YOUR OBJECTIVE - Return the lines below in which the string "Duration" occurs.

Dataset entries:
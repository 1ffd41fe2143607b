//! Griot engine: answer synthesis for cultural-heritage questions.
//!
//! The orchestrator plans which capabilities a query needs (heritage
//! synthesis, research, verification, translation), invokes them in
//! dependency order, and combines their outputs into one response with
//! aggregated confidence and merged provenance.

pub mod capabilities;
pub mod config;
pub mod enrichment;
pub mod llm;
pub mod orchestrator;
pub mod reasoning;
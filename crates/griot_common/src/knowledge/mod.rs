//! Typed cultural knowledge model and builtin dataset.

pub mod dataset;
pub mod items;
pub mod store;

pub use items::{CulturalItem, ItemKind};
pub use store::{excerpt, KnowledgeBase, RetrievalStore};
//! Generation client for grounded answer synthesis.
//!
//! The engine talks to an OpenAI-compatible chat endpoint through the
//! [`GenerationClient`] trait. Production uses [`CloudGenerationClient`];
//! tests use [`FakeGenerationClient`] with queued replies so no network
//! calls are needed.

use crate::config::GenerationConfig;
use anyhow::{Context, Result};
use async_trait::async_trait;
use serde::Serialize;
use serde_json::json;
use std::collections::VecDeque;
use std::sync::Mutex;
use std::time::Duration;
use tracing::debug;

/// System prompt that constrains generation to the supplied context
const GROUNDED_SYSTEM_PROMPT: &str = "You are a knowledgeable cultural heritage guide. \
Answer using only the supplied context. If the context does not cover the question, \
say so briefly instead of inventing facts. Keep answers concise and respectful.";

/// Environment variable that overrides the configured API key
pub const API_KEY_ENV: &str = "GRIOT_API_KEY";

/// Where a context entry came from
#[derive(Debug, Clone, Copy, PartialEq, Eq, Serialize)]
#[serde(rename_all = "snake_case")]
pub enum ContextOrigin {
    Retrieval,
    Reasoning,
    Enrichment,
}

impl ContextOrigin {
    pub fn as_str(&self) -> &'static str {
        match self {
            ContextOrigin::Retrieval => "knowledge_base",
            ContextOrigin::Reasoning => "reasoning",
            ContextOrigin::Enrichment => "enrichment",
        }
    }
}

/// One grounded-context entry handed to the generation backend
#[derive(Debug, Clone, Serialize)]
pub struct ContextEntry {
    /// Record category tag ("festival", "artifact", "web", ...)
    pub kind: String,
    pub name: String,
    pub text: String,
    pub culture: Option<String>,
    pub score: f64,
    pub origin: ContextOrigin,
    /// Identity for de-duplication: (kind, name-or-text)
    pub dedup_key: (String, String),
}

impl ContextEntry {
    pub fn new(
        kind: impl Into<String>,
        name: impl Into<String>,
        text: impl Into<String>,
        origin: ContextOrigin,
        score: f64,
    ) -> Self {
        let kind = kind.into();
        let name = name.into();
        let dedup_key = (kind.clone(), name.to_lowercase());
        Self {
            kind,
            name,
            text: text.into(),
            culture: None,
            score,
            origin,
            dedup_key,
        }
    }

    pub fn with_culture(mut self, culture: impl Into<String>) -> Self {
        self.culture = Some(culture.into());
        self
    }

    pub fn with_dedup_key(mut self, key: (String, String)) -> Self {
        self.dedup_key = key;
        self
    }
}

/// Render context entries as the numbered listing the backend is prompted with
pub fn format_context(entries: &[ContextEntry]) -> String {
    entries
        .iter()
        .enumerate()
        .map(|(i, entry)| {
            let mut line = format!(
                "{}. [{}] {}: {}",
                i + 1,
                entry.kind.to_uppercase(),
                entry.name,
                entry.text
            );
            if let Some(culture) = &entry.culture {
                line.push_str(&format!(" (Culture: {})", culture));
            }
            line
        })
        .collect::<Vec<_>>()
        .join("\n")
}

/// Generation backend errors
#[derive(Debug, thiserror::Error)]
pub enum GenerationError {
    #[error("generation backend not configured")]
    NotConfigured,

    #[error("network error: {0}")]
    Network(String),

    #[error("unexpected reply shape: {0}")]
    Parse(String),
}

/// Text-generation call: given a prompt and grounded context, return text
/// or fail. Failures are handled by the caller's fallback path.
#[async_trait]
pub trait GenerationClient: Send + Sync {
    async fn generate(
        &self,
        prompt: &str,
        context: &[ContextEntry],
        temperature: f32,
        max_tokens: u32,
    ) -> Result<String, GenerationError>;

    /// Whether the backend has credentials and can be called at all
    fn is_configured(&self) -> bool {
        true
    }
}

/// OpenAI-compatible chat-completions client
pub struct CloudGenerationClient {
    http: reqwest::Client,
    base_url: String,
    model: String,
    api_key: Option<String>,
}

impl CloudGenerationClient {
    pub fn from_config(cfg: &GenerationConfig) -> Result<Self> {
        let http = reqwest::Client::builder()
            .timeout(Duration::from_secs(cfg.request_timeout_secs))
            .build()
            .context("Failed to build HTTP client")?;

        let api_key = std::env::var(API_KEY_ENV)
            .ok()
            .filter(|k| !k.is_empty())
            .or_else(|| cfg.api_key.clone());

        Ok(Self {
            http,
            base_url: cfg.base_url.trim_end_matches('/').to_string(),
            model: cfg.model.clone(),
            api_key,
        })
    }
}

#[async_trait]
impl GenerationClient for CloudGenerationClient {
    async fn generate(
        &self,
        prompt: &str,
        context: &[ContextEntry],
        temperature: f32,
        max_tokens: u32,
    ) -> Result<String, GenerationError> {
        let api_key = self.api_key.as_ref().ok_or(GenerationError::NotConfigured)?;

        let user_message = if context.is_empty() {
            prompt.to_string()
        } else {
            format!(
                "Context:\n{}\n\nQuestion: {}",
                format_context(context),
                prompt
            )
        };

        let body = json!({
            "model": self.model,
            "messages": [
                {"role": "system", "content": GROUNDED_SYSTEM_PROMPT},
                {"role": "user", "content": user_message},
            ],
            "temperature": temperature,
            "max_tokens": max_tokens,
        });

        debug!("Generation request: model={} ctx={}", self.model, context.len());

        let response = self
            .http
            .post(format!("{}/chat/completions", self.base_url))
            .bearer_auth(api_key)
            .json(&body)
            .send()
            .await
            .map_err(|e| GenerationError::Network(e.to_string()))?;

        if !response.status().is_success() {
            return Err(GenerationError::Network(format!(
                "HTTP {}",
                response.status()
            )));
        }

        let reply: serde_json::Value = response
            .json()
            .await
            .map_err(|e| GenerationError::Parse(e.to_string()))?;

        reply["choices"][0]["message"]["content"]
            .as_str()
            .map(|s| s.trim().to_string())
            .filter(|s| !s.is_empty())
            .ok_or_else(|| GenerationError::Parse("missing choices[0].message.content".into()))
    }

    fn is_configured(&self) -> bool {
        self.api_key.is_some()
    }
}

/// Deterministic generation client for tests
///
/// Replies are served from a FIFO queue, then from a default reply. A fake
/// can also be configured to fail every call or report itself unconfigured.
pub struct FakeGenerationClient {
    replies: Mutex<VecDeque<String>>,
    default_reply: String,
    fail: bool,
    configured: bool,
    prompts: Mutex<Vec<String>>,
}

impl FakeGenerationClient {
    pub fn new() -> Self {
        Self {
            replies: Mutex::new(VecDeque::new()),
            default_reply: "This answer is grounded in the supplied context.".to_string(),
            fail: false,
            configured: true,
            prompts: Mutex::new(Vec::new()),
        }
    }

    /// Queue a reply; queued replies are consumed in order before the default
    pub fn push_reply(self, reply: impl Into<String>) -> Self {
        self.replies.lock().unwrap().push_back(reply.into());
        self
    }

    pub fn with_default_reply(mut self, reply: impl Into<String>) -> Self {
        self.default_reply = reply.into();
        self
    }

    /// Every call returns a network error
    pub fn failing() -> Self {
        Self {
            fail: true,
            ..Self::new()
        }
    }

    /// Backend reports itself unavailable
    pub fn unconfigured() -> Self {
        Self {
            configured: false,
            ..Self::new()
        }
    }

    pub fn call_count(&self) -> usize {
        self.prompts.lock().unwrap().len()
    }

    pub fn last_prompt(&self) -> Option<String> {
        self.prompts.lock().unwrap().last().cloned()
    }
}

impl Default for FakeGenerationClient {
    fn default() -> Self {
        Self::new()
    }
}

#[async_trait]
impl GenerationClient for FakeGenerationClient {
    async fn generate(
        &self,
        prompt: &str,
        _context: &[ContextEntry],
        _temperature: f32,
        _max_tokens: u32,
    ) -> Result<String, GenerationError> {
        self.prompts.lock().unwrap().push(prompt.to_string());
        if !self.configured {
            return Err(GenerationError::NotConfigured);
        }
        if self.fail {
            return Err(GenerationError::Network("connection refused".to_string()));
        }
        let queued = self.replies.lock().unwrap().pop_front();
        Ok(queued.unwrap_or_else(|| self.default_reply.clone()))
    }

    fn is_configured(&self) -> bool {
        self.configured
    }
}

SOLVED PROBLEM -
use std::time::Duration;
            .timeout(Duration::from_secs(cfg.request_timeout_secs))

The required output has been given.